- RECORDS TO PROCESS -
//! The room: floor, walls, traps, the human and the roomba.

use engine_core::{MeshPose, Name, Transform};
use glam::{Vec2, Vec3};
use hecs::{Entity, World};
use physics::{BodyMaterial, CollisionGroup, PhysicsBody, PhysicsWorld};

use crate::outcome::{OutcomeRegion, RegionKind, PLAYER_RADIUS};

pub const GRAVITY: Vec3 = Vec3::new(0.0, -9.82, 0.0);

/// Where the rat starts every round.
pub const PLAYER_START: Vec3 = Vec3::new(-6.0, 0.5, -6.0);
const PLAYER_DAMPING: f32 = 0.6;
const PLAYER_MATERIAL: BodyMaterial = BodyMaterial {
    mass: 1.0,
    friction: 0.2,
    restitution: 0.1,
};

/// Centre and full size of each wall.
const WALLS: [(Vec3, Vec3); 4] = [
    (Vec3::new(0.0, 1.0, -8.0), Vec3::new(16.0, 2.0, 0.5)),
    (Vec3::new(0.0, 1.0, 8.0), Vec3::new(16.0, 2.0, 0.5)),
    (Vec3::new(-8.0, 1.0, 0.0), Vec3::new(0.5, 2.0, 16.0)),
    (Vec3::new(8.0, 1.0, 0.0), Vec3::new(0.5, 2.0, 16.0)),
];

pub const TRAP_POSITIONS: [Vec3; 3] = [
    Vec3::new(0.0, 0.25, 0.0),
    Vec3::new(-3.0, 0.25, 4.0),
    Vec3::new(4.0, 0.25, -3.0),
];
const TRAP_HALF_EXTENTS: Vec3 = Vec3::new(0.5, 0.1, 0.5);

pub const GOAL_POSITION: Vec3 = Vec3::new(6.0, 0.7, 6.0);
const GOAL_RADIUS: f32 = 0.6;
const GOAL_HALF_HEIGHT: f32 = 0.7;

pub const HAZARD_HEIGHT: f32 = 0.15;
const HAZARD_HALF_EXTENTS: Vec3 = Vec3::new(0.5, 0.15, 0.5);

/// The roomba's clockwise square, in XZ.
pub fn patrol_route() -> Vec<Vec2> {
    vec![
        Vec2::new(4.0, 4.0),
        Vec2::new(-4.0, 4.0),
        Vec2::new(-4.0, -4.0),
        Vec2::new(4.0, -4.0),
    ]
}

/// Lift an XZ point onto the roomba's driving height.
pub fn hazard_position(xz: Vec2) -> Vec3 {
    Vec3::new(xz.x, HAZARD_HEIGHT, xz.y)
}

/// Handles to the entities gameplay touches.
#[derive(Debug, Clone)]
pub struct Room {
    pub player: Entity,
    pub traps: Vec<Entity>,
    pub hazard: Entity,
    pub goal: Entity,
}

impl Room {
    /// Create every body and scene entity. `hazard_start` is the first patrol waypoint.
    pub fn build(physics: &mut PhysicsWorld, world: &mut World, hazard_start: Vec2) -> Self {
        physics.add_ground_plane();
        for (center, size) in WALLS {
            physics.add_static_cuboid(center, size * 0.5);
        }

        let body = physics.add_dynamic_body(PLAYER_START, PLAYER_DAMPING);
        let collider = physics.add_sphere_collider(
            body,
            PLAYER_RADIUS,
            PLAYER_MATERIAL,
            CollisionGroup::interaction(CollisionGroup::player()),
        );
        let player = world.spawn((
            Name("rat"),
            Transform::from_position(PLAYER_START),
            PhysicsBody::with_collider(body, collider),
            MeshPose::pinned(PLAYER_START.y).facing_velocity(),
        ));

        let traps = TRAP_POSITIONS
            .iter()
            .map(|&pos| {
                let body = physics.add_static_body(pos);
                let collider = physics.add_box_collider(
                    body,
                    TRAP_HALF_EXTENTS,
                    CollisionGroup::interaction(CollisionGroup::prop()),
                );
                world.spawn((
                    Name("trap"),
                    Transform::from_position(pos),
                    PhysicsBody::with_collider(body, collider),
                    OutcomeRegion::new(RegionKind::Trap, TRAP_HALF_EXTENTS),
                ))
            })
            .collect();

        let body = physics.add_static_body(GOAL_POSITION);
        let collider = physics.add_cylinder_collider(
            body,
            GOAL_HALF_HEIGHT,
            GOAL_RADIUS,
            CollisionGroup::interaction(CollisionGroup::prop()),
        );
        let goal = world.spawn((
            Name("human"),
            Transform::from_position(GOAL_POSITION),
            PhysicsBody::with_collider(body, collider),
            OutcomeRegion::new(
                RegionKind::Goal,
                Vec3::new(GOAL_RADIUS, GOAL_HALF_HEIGHT, GOAL_RADIUS),
            ),
        ));

        let start = hazard_position(hazard_start);
        let body = physics.add_kinematic_body(start);
        let collider = physics.add_box_collider(
            body,
            HAZARD_HALF_EXTENTS,
            CollisionGroup::interaction(CollisionGroup::hazard()),
        );
        let hazard = world.spawn((
            Name("roomba"),
            Transform::from_position(start),
            PhysicsBody::with_collider(body, collider),
            MeshPose::pinned(HAZARD_HEIGHT),
            OutcomeRegion::new(RegionKind::Hazard, HAZARD_HALF_EXTENTS),
        ));

        log::info!(
            "Room built: {} traps, goal at {:?}, roomba at {:?}",
            TRAP_POSITIONS.len(),
            GOAL_POSITION,
            start
        );

        Self {
            player,
            traps,
            hazard,
            goal,
        }
    }
}
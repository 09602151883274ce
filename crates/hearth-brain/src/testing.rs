//! Fakes shared by the brain tests

use crate::delivery::{DeliverySink, SpeechSynthesizer};
use anyhow::Result;
use async_trait::async_trait;
use hearth_provider::{
    ActionCallingInput, Duty, DutyError, ParaphraseInput, SkillRouterInput, SlotFillingInput,
};
use hearth_runner::{RunnerError, SkillExecutor};
use hearth_skills::SkillConfig;
use hearth_types::{
    ActionCallingOutput, Arguments, DeliveryEvent, IntentContext, SkillActionRef, SkillOutput,
    SlotFillingOutput,
};
use std::collections::{HashMap, VecDeque};
use std::sync::atomic::{AtomicUsize, Ordering};
use std::sync::Mutex;
use std::time::Duration;
use tokio::sync::mpsc;

// ============================================================================
// Output side
// ============================================================================

#[derive(Default)]
pub struct RecordingSink {
    events: Mutex<Vec<DeliveryEvent>>,
}

impl RecordingSink {
    pub fn events(&self) -> Vec<DeliveryEvent> {
        self.events.lock().unwrap().clone()
    }

    /// Texts of every answer event, replacements included
    pub fn answers(&self) -> Vec<String> {
        self.events()
            .into_iter()
            .filter_map(|event| match event {
                DeliveryEvent::Answer { text, .. } => Some(text),
                _ => None,
            })
            .collect()
    }
}

#[async_trait]
impl DeliverySink for RecordingSink {
    async fn deliver(&self, event: DeliveryEvent) -> Result<()> {
        self.events.lock().unwrap().push(event);
        Ok(())
    }
}

#[derive(Default)]
pub struct RecordingSpeech {
    spoken: Mutex<Vec<String>>,
}

impl RecordingSpeech {
    pub fn spoken(&self) -> Vec<String> {
        self.spoken.lock().unwrap().clone()
    }
}

#[async_trait]
impl SpeechSynthesizer for RecordingSpeech {
    async fn synthesize(&self, speech: &str, _end_of_turn: bool) -> Result<()> {
        self.spoken.lock().unwrap().push(speech.to_string());
        Ok(())
    }
}

pub struct UppercaseParaphraser;

#[async_trait]
impl Duty for UppercaseParaphraser {
    type Input = ParaphraseInput;
    type Output = String;

    fn name(&self) -> &'static str {
        "uppercase"
    }

    async fn init(&self, _force: bool) -> Result<(), DutyError> {
        Ok(())
    }

    async fn execute(&self, input: ParaphraseInput) -> Result<String, DutyError> {
        Ok(input.text.to_uppercase())
    }
}

// ============================================================================
// Duties
// ============================================================================

/// Skill router answering with a fixed skill name
pub struct FixedSkillRouter {
    skill: Option<String>,
    calls: AtomicUsize,
}

impl FixedSkillRouter {
    pub fn new(skill: Option<&str>) -> Self {
        Self {
            skill: skill.map(str::to_string),
            calls: AtomicUsize::new(0),
        }
    }

    pub fn calls(&self) -> usize {
        self.calls.load(Ordering::SeqCst)
    }
}

#[async_trait]
impl Duty for FixedSkillRouter {
    type Input = SkillRouterInput;
    type Output = Option<String>;

    fn name(&self) -> &'static str {
        "fixed_skill_router"
    }

    async fn init(&self, _force: bool) -> Result<(), DutyError> {
        Ok(())
    }

    async fn execute(&self, _input: SkillRouterInput) -> Result<Option<String>, DutyError> {
        self.calls.fetch_add(1, Ordering::SeqCst);
        Ok(self.skill.clone())
    }
}

/// Action calling replaying scripted replies, `[NotFound]` once exhausted
#[derive(Default)]
pub struct ScriptedActionCalling {
    replies: Mutex<VecDeque<Vec<ActionCallingOutput>>>,
    calls: AtomicUsize,
}

impl ScriptedActionCalling {
    pub fn reply(self, outputs: Vec<ActionCallingOutput>) -> Self {
        self.replies.lock().unwrap().push_back(outputs);
        self
    }

    pub fn calls(&self) -> usize {
        self.calls.load(Ordering::SeqCst)
    }
}

#[async_trait]
impl Duty for ScriptedActionCalling {
    type Input = ActionCallingInput;
    type Output = Vec<ActionCallingOutput>;

    fn name(&self) -> &'static str {
        "scripted_action_calling"
    }

    async fn init(&self, _force: bool) -> Result<(), DutyError> {
        Ok(())
    }

    async fn execute(&self, _input: ActionCallingInput) -> Result<Vec<ActionCallingOutput>, DutyError> {
        self.calls.fetch_add(1, Ordering::SeqCst);
        let next = self.replies.lock().unwrap().pop_front();
        Ok(next.unwrap_or_else(|| vec![ActionCallingOutput::NotFound]))
    }
}

/// Slot filling replaying scripted replies and recording what it was asked
#[derive(Default)]
pub struct ScriptedSlotFilling {
    replies: Mutex<VecDeque<SlotFillingOutput>>,
    asked: Mutex<Vec<SlotFillingInput>>,
}

impl ScriptedSlotFilling {
    pub fn fill(self, slots: Arguments) -> Self {
        self.replies
            .lock()
            .unwrap()
            .push_back(SlotFillingOutput::Success {
                filled_slots: slots,
            });
        self
    }

    pub fn not_found(self) -> Self {
        self.replies
            .lock()
            .unwrap()
            .push_back(SlotFillingOutput::NotFound);
        self
    }

    pub fn asked(&self) -> Vec<SlotFillingInput> {
        self.asked.lock().unwrap().clone()
    }
}

#[async_trait]
impl Duty for ScriptedSlotFilling {
    type Input = SlotFillingInput;
    type Output = SlotFillingOutput;

    fn name(&self) -> &'static str {
        "scripted_slot_filling"
    }

    async fn init(&self, _force: bool) -> Result<(), DutyError> {
        Ok(())
    }

    async fn execute(&self, input: SlotFillingInput) -> Result<SlotFillingOutput, DutyError> {
        self.asked.lock().unwrap().push(input);
        let next = self.replies.lock().unwrap().pop_front();
        Ok(next.unwrap_or(SlotFillingOutput::NotFound))
    }
}

// ============================================================================
// Executor
// ============================================================================

/// What a fake skill process does for one invocation
pub enum Script {
    /// Stream every output, the last one is the result
    Outputs(Vec<SkillOutput>),
    Fail,
}

/// Executor recording invocations and replaying scripts per `skill:action`
#[derive(Default)]
pub struct FakeExecutor {
    scripts: Mutex<HashMap<String, VecDeque<Script>>>,
    invocations: Mutex<Vec<(SkillActionRef, Arguments)>>,
    delay: Option<Duration>,
}

impl FakeExecutor {
    pub fn with_delay(delay: Duration) -> Self {
        Self {
            delay: Some(delay),
            ..Self::default()
        }
    }

    pub fn script(self, reference: &str, script: Script) -> Self {
        self.scripts
            .lock()
            .unwrap()
            .entry(reference.to_string())
            .or_default()
            .push_back(script);
        self
    }

    pub fn invocations(&self) -> Vec<(SkillActionRef, Arguments)> {
        self.invocations.lock().unwrap().clone()
    }

    /// `skill:action` of every invocation, in order
    pub fn invoked(&self) -> Vec<String> {
        self.invocations()
            .into_iter()
            .map(|(reference, _)| reference.to_string())
            .collect()
    }
}

#[async_trait]
impl SkillExecutor for FakeExecutor {
    async fn invoke(
        &self,
        intent: IntentContext,
        _skill: &SkillConfig,
        events: mpsc::UnboundedSender<SkillOutput>,
    ) -> hearth_runner::error::Result<SkillOutput> {
        let reference = intent.skill_action().ok_or(RunnerError::NoResult)?;
        self.invocations
            .lock()
            .unwrap()
            .push((reference.clone(), intent.action_arguments.clone()));

        if let Some(delay) = self.delay {
            tokio::time::sleep(delay).await;
        }

        let script = self
            .scripts
            .lock()
            .unwrap()
            .get_mut(&reference.to_string())
            .and_then(VecDeque::pop_front);
        let outputs = match script {
            Some(Script::Outputs(outputs)) => outputs,
            Some(Script::Fail) => return Err(RunnerError::ExitStatus { code: Some(1) }),
            None => vec![SkillOutput::text(format!("done {}", reference.action))],
        };

        for output in &outputs {
            let _ = events.send(output.clone());
        }
        outputs.into_iter().last().ok_or(RunnerError::NoResult)
    }
}
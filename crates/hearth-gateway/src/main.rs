mod config;
mod console;
mod service;

use anyhow::Result;
use config::Config;
use service::GatewayService;

#[tokio::main]
async fn main() -> Result<()> {
    let config = Config::load()?;

    let gateway = GatewayService::new(config);
    gateway.run().await
}
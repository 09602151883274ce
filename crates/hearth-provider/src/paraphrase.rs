use crate::backend::{CompletionRequest, GenerationParams};
use crate::duty::{Duty, DutyError};
use crate::session::SharedContext;
use async_trait::async_trait;
use hearth_types::ChatMessage;
use tracing::debug;

#[derive(Debug, Clone)]
pub struct ParaphraseInput {
    pub text: String,
    pub lang: String,
}

/// Rewrites an answer in a more natural way, keeping its meaning
pub struct ParaphraseDuty {
    context: SharedContext,
}

impl ParaphraseDuty {
    pub fn new(context: SharedContext) -> Self {
        Self { context }
    }
}

#[async_trait]
impl Duty for ParaphraseDuty {
    type Input = ParaphraseInput;
    type Output = String;

    fn name(&self) -> &'static str {
        "paraphrase"
    }

    async fn init(&self, force: bool) -> Result<(), DutyError> {
        self.context.warm_up(force).await?;
        Ok(())
    }

    async fn execute(&self, input: ParaphraseInput) -> Result<String, DutyError> {
        let request = CompletionRequest::new(
            vec![
                ChatMessage::system(format!(
                    "Rephrase the assistant's answer so it sounds natural in a spoken \
                     conversation. Keep every fact, number and name. Answer in the \
                     language '{}' and reply with the rephrased text only.",
                    input.lang
                )),
                ChatMessage::user(input.text.clone()),
            ],
            GenerationParams::creative(),
        );

        let response = self.context.complete(&request).await?;
        let rewritten = response.content.unwrap_or_default();
        let rewritten = rewritten.trim().trim_matches('"').trim();

        if rewritten.is_empty() {
            debug!("Paraphrase came back empty, keeping original text");
            return Ok(input.text);
        }
        Ok(rewritten.to_string())
    }
}
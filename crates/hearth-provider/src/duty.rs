use async_trait::async_trait;
use thiserror::Error;

/// Errors raised by a completion duty
#[derive(Debug, Error)]
pub enum DutyError {
    #[error("inference failed: {0:#}")]
    Inference(#[from] anyhow::Error),

    #[error("malformed inference response: {0}")]
    MalformedResponse(String),

    #[error("JSON error: {0}")]
    Json(#[from] serde_json::Error),
}

/// A narrow, single-purpose call into the inference collaborator
///
/// `init` is idempotent unless `force` is set; `execute` may be called
/// without a prior `init`, the context is then acquired on demand.
#[async_trait]
pub trait Duty: Send + Sync {
    type Input: Send + 'static;
    type Output: Send + 'static;

    fn name(&self) -> &'static str;

    async fn init(&self, force: bool) -> Result<(), DutyError>;

    async fn execute(&self, input: Self::Input) -> Result<Self::Output, DutyError>;
}
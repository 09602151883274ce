//! Console transport: answers on stdout, speech only logged

use anyhow::Result;
use async_trait::async_trait;
use hearth_brain::{DeliverySink, SpeechSynthesizer};
use hearth_types::DeliveryEvent;
use std::io::Write;
use tracing::debug;

pub struct ConsoleSink;

#[async_trait]
impl DeliverySink for ConsoleSink {
    async fn deliver(&self, event: DeliveryEvent) -> Result<()> {
        let mut out = std::io::stdout().lock();
        match event {
            DeliveryEvent::TypingStarted => debug!("Typing started"),
            DeliveryEvent::TypingStopped => debug!("Typing stopped"),
            DeliveryEvent::Answer {
                text,
                widget,
                replace,
                ..
            } => {
                let prefix = if replace.is_some() { "~ " } else { "" };
                if !text.is_empty() {
                    writeln!(out, "{}{}", prefix, text)?;
                }
                if let Some(widget) = widget {
                    let name = widget.get("widget").and_then(|w| w.as_str()).unwrap_or("widget");
                    writeln!(out, "{}[{}]", prefix, name)?;
                }
            }
            DeliveryEvent::Suggestions { items } => {
                writeln!(out, "  {}", items.iter().map(|s| format!("[{}]", s)).collect::<Vec<_>>().join(" "))?;
            }
            DeliveryEvent::Interruption => writeln!(out, "(interrupted)")?,
        }
        out.flush()?;
        Ok(())
    }
}

/// Stand-in for a text-to-speech engine
pub struct LoggedSpeech;

#[async_trait]
impl SpeechSynthesizer for LoggedSpeech {
    async fn synthesize(&self, speech: &str, end_of_turn: bool) -> Result<()> {
        debug!("Speak (end of turn: {}): {}", end_of_turn, speech);
        Ok(())
    }
}
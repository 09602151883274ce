//! Action Calling duty: utterance + skill actions → tagged outputs
//!
//! The model may answer with native tool calls or with a JSON blob in plain
//! text. Both shapes go through [`classify`] so equivalent intents produce
//! identical [`ActionCallingOutput`] values.

use crate::backend::{CompletionRequest, GenerationParams};
use crate::duty::{Duty, DutyError};
use crate::parse::{arguments_from_value, clean_arguments, extract_json};
use crate::session::SharedContext;
use async_trait::async_trait;
use hearth_types::{ActionCallingOutput, Arguments, ChatMessage, ParameterSpec, Tool, ToolCall};
use serde_json::{json, Value};
use tracing::{debug, warn};

/// An action offered to the model
#[derive(Debug, Clone, PartialEq)]
pub struct ActionSummary {
    pub name: String,
    pub description: String,
    pub parameters: Vec<ParameterSpec>,
}

impl ActionSummary {
    /// Function calling schema of the action
    pub fn to_tool(&self) -> Tool {
        let mut properties = serde_json::Map::new();
        for param in &self.parameters {
            let mut schema = json!({ "type": param.param_type });
            if param.param_type == "array" {
                schema["items"] = json!({ "type": "string" });
            }
            if let Some(description) = &param.description {
                schema["description"] = json!(description);
            }
            properties.insert(param.name.clone(), schema);
        }

        let required: Vec<&str> = self
            .parameters
            .iter()
            .filter(|p| p.required)
            .map(|p| p.name.as_str())
            .collect();

        Tool::function(
            &self.name,
            &self.description,
            json!({
                "type": "object",
                "properties": properties,
                "required": required,
            }),
        )
    }

    fn missing(&self, arguments: &Arguments) -> Vec<String> {
        self.parameters
            .iter()
            .filter(|p| p.required && !arguments.contains_key(&p.name))
            .map(|p| p.name.clone())
            .collect()
    }
}

#[derive(Debug, Clone)]
pub struct ActionCallingInput {
    pub utterance: String,
    pub skill_name: String,
    pub actions: Vec<ActionSummary>,
}

pub struct ActionCallingDuty {
    context: SharedContext,
}

impl ActionCallingDuty {
    pub fn new(context: SharedContext) -> Self {
        Self { context }
    }

    fn system_prompt(skill_name: &str) -> String {
        format!(
            "You map the user's request to actions of the '{skill_name}' skill. \
             Call one function per requested operation, in the order the user asked. \
             Only fill arguments the user actually gave. \
             When no function matches, reply with {{\"status\": \"not_found\"}}."
        )
    }
}

/// Turn one proposed call into a tagged output
pub fn classify(name: &str, raw_arguments: Arguments, actions: &[ActionSummary]) -> ActionCallingOutput {
    let Some(action) = actions.iter().find(|a| a.name == name) else {
        warn!("Action calling proposed unknown action '{}'", name);
        return ActionCallingOutput::NotFound;
    };

    let known: Arguments = raw_arguments
        .into_iter()
        .filter(|(key, _)| action.parameters.iter().any(|p| &p.name == key))
        .collect();
    let arguments = clean_arguments(known);
    let missing = action.missing(&arguments);

    if missing.is_empty() {
        ActionCallingOutput::Success {
            name: action.name.clone(),
            arguments,
        }
    } else {
        ActionCallingOutput::MissingParams {
            name: action.name.clone(),
            required_params: missing,
            arguments,
        }
    }
}

/// Outputs from native tool calls
pub fn from_tool_calls(calls: &[ToolCall], actions: &[ActionSummary]) -> Vec<ActionCallingOutput> {
    calls
        .iter()
        .map(|call| {
            let arguments = call.parse_args::<Arguments>().unwrap_or_else(|e| {
                warn!("Tool call '{}' has unparsable arguments: {}", call.function.name, e);
                Arguments::new()
            });
            classify(&call.function.name, arguments, actions)
        })
        .collect()
}

/// Outputs from a free-text reply
///
/// Accepts an array of calls, a single call, a `tool_calls` wrapper, an
/// OpenAI `function_call` object, or a status object.
pub fn from_text(reply: &str, actions: &[ActionSummary]) -> Vec<ActionCallingOutput> {
    let Some(value) = extract_json(reply) else {
        debug!("Action calling reply has no JSON: {}", reply);
        return Vec::new();
    };
    from_value(&value, actions)
}

fn from_value(value: &Value, actions: &[ActionSummary]) -> Vec<ActionCallingOutput> {
    match value {
        Value::Array(items) => items.iter().flat_map(|item| from_value(item, actions)).collect(),
        Value::Object(map) => {
            if let Some(calls) = map.get("tool_calls").or_else(|| map.get("actions")) {
                return from_value(calls, actions);
            }
            if let Some(call) = map.get("function_call").or_else(|| map.get("function")) {
                return from_value(call, actions);
            }

            let status = map.get("status").and_then(Value::as_str);
            if status == Some("not_found") {
                return vec![ActionCallingOutput::NotFound];
            }

            let name = map
                .get("name")
                .or_else(|| map.get("action"))
                .and_then(Value::as_str);
            match name {
                Some(name) => {
                    let arguments = arguments_from_value(
                        map.get("arguments").or_else(|| map.get("parameters")),
                    );
                    vec![classify(name, arguments, actions)]
                }
                None => vec![ActionCallingOutput::NotFound],
            }
        }
        _ => Vec::new(),
    }
}

#[async_trait]
impl Duty for ActionCallingDuty {
    type Input = ActionCallingInput;
    type Output = Vec<ActionCallingOutput>;

    fn name(&self) -> &'static str {
        "action_calling"
    }

    async fn init(&self, force: bool) -> Result<(), DutyError> {
        self.context.warm_up(force).await?;
        Ok(())
    }

    async fn execute(&self, input: ActionCallingInput) -> Result<Vec<ActionCallingOutput>, DutyError> {
        if input.actions.is_empty() {
            return Ok(vec![ActionCallingOutput::NotFound]);
        }

        let tools = input.actions.iter().map(ActionSummary::to_tool).collect();
        let request = CompletionRequest::new(
            vec![
                ChatMessage::system(Self::system_prompt(&input.skill_name)),
                ChatMessage::user(input.utterance.clone()),
            ],
            GenerationParams::structured(),
        )
        .with_tools(tools);

        let response = self.context.complete(&request).await?;

        let outputs = if response.has_tool_calls() {
            from_tool_calls(&response.tool_calls, &input.actions)
        } else {
            let reply = response.content.as_deref().unwrap_or_default();
            if reply.trim().is_empty() {
                return Err(DutyError::MalformedResponse(
                    "reply has neither tool calls nor text".to_string(),
                ));
            }
            from_text(reply, &input.actions)
        };

        debug!("Action calling produced {} output(s)", outputs.len());

        if outputs.is_empty() {
            Ok(vec![ActionCallingOutput::NotFound])
        } else {
            Ok(outputs)
        }
    }
}
//! Hearth Brain - Intent routing and answer delivery
//!
//! [`IntentRouter`] owns the conversation state and drives each utterance
//! through slot filling, skill and action selection, and skill execution.
//! Answers flow out through the [`AnswerQueue`], which delivers them in
//! order to a [`DeliverySink`] and an optional [`SpeechSynthesizer`].

pub mod conversation;
pub mod delivery;
pub mod router;
pub mod state;
pub mod talk;

#[cfg(test)]
pub(crate) mod testing;

pub use conversation::{ConversationLog, ConversationTurn, DEFAULT_MAX_TURNS};
pub use delivery::{DeliverySink, SpeechSynthesizer};
pub use router::{
    deterministic_shortcut, ActionCaller, Duties, IntentRouter, RouterConfig, RouterError,
    SkillRouter, SlotFiller, TurnOutcome,
};
pub use state::{ConversationState, FlowCursor, Phase};
pub use talk::{AnswerQueue, Paraphraser, TalkConfig};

- WHAT IS NEEDED -
When a line in the data above contains the string "DeliveryEvent", copy that line.

- OUTPUT FOR THIS TASK -
    ActionCallingOutput, Arguments, DeliveryEvent, IntentContext, SkillActionRef, SkillOutput,
    events: Mutex<Vec<DeliveryEvent>>,
    pub fn events(&self) -> Vec<DeliveryEvent> {
                DeliveryEvent::Answer { text, .. } => Some(text),
    async fn deliver(&self, event: DeliveryEvent) -> Result<()> {
use hearth_types::DeliveryEvent;
    async fn deliver(&self, event: DeliveryEvent) -> Result<()> {
            DeliveryEvent::TypingStarted => debug!("Typing started"),
            DeliveryEvent::TypingStopped => debug!("Typing stopped"),
            DeliveryEvent::Answer {
            DeliveryEvent::Suggestions { items } => {
            DeliveryEvent::Interruption => writeln!(out, "(interrupted)")?,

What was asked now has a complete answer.